# Assignment
Every line of the entries with the word "markdown" in it should be shown.

# Data provided
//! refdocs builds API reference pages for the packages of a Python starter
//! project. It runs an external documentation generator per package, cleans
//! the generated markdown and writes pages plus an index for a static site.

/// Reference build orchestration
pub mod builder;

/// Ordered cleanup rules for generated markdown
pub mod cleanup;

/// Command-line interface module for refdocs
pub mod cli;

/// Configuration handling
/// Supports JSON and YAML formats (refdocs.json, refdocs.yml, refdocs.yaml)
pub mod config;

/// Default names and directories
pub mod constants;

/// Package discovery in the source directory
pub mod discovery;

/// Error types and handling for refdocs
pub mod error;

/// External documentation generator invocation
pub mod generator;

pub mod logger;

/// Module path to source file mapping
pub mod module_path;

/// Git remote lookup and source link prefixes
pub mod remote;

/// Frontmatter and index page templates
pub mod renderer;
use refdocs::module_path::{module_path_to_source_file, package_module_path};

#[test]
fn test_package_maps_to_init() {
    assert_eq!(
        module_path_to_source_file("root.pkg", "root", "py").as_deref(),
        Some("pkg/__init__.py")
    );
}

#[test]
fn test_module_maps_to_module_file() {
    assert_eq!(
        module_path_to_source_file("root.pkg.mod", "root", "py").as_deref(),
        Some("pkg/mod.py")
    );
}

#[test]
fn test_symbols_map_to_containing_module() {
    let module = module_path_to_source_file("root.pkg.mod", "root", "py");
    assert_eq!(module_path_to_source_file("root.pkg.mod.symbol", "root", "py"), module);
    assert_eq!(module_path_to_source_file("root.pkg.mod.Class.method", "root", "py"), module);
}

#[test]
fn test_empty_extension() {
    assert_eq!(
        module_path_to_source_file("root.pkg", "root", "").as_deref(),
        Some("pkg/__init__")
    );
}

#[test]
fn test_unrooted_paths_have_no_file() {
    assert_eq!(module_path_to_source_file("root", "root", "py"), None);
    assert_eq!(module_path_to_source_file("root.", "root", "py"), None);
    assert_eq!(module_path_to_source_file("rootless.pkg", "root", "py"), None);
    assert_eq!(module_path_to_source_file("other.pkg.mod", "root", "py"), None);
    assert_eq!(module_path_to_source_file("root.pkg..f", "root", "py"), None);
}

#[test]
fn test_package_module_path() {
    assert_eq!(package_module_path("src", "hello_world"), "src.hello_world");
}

--

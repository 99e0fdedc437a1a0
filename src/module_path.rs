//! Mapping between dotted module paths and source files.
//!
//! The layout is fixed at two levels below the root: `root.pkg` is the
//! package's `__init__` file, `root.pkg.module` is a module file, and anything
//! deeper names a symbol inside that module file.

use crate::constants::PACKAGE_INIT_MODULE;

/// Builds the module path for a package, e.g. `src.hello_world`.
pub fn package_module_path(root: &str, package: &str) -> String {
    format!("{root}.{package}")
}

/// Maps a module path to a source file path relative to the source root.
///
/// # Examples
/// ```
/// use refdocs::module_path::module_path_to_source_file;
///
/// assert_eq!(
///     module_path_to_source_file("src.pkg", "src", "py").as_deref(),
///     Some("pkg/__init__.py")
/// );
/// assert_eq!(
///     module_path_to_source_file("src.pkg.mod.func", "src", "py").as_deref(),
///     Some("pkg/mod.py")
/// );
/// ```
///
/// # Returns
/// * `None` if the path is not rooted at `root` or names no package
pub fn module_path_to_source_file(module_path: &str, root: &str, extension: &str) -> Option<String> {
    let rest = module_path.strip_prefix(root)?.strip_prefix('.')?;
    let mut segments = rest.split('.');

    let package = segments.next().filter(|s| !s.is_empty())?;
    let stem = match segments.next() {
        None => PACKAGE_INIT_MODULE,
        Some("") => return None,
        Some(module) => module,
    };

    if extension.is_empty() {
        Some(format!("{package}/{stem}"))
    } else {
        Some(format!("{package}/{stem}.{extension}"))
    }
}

# Exercise answer
//! the generated markdown and writes pages plus an index for a static site.
/// Ordered cleanup rules for generated markdown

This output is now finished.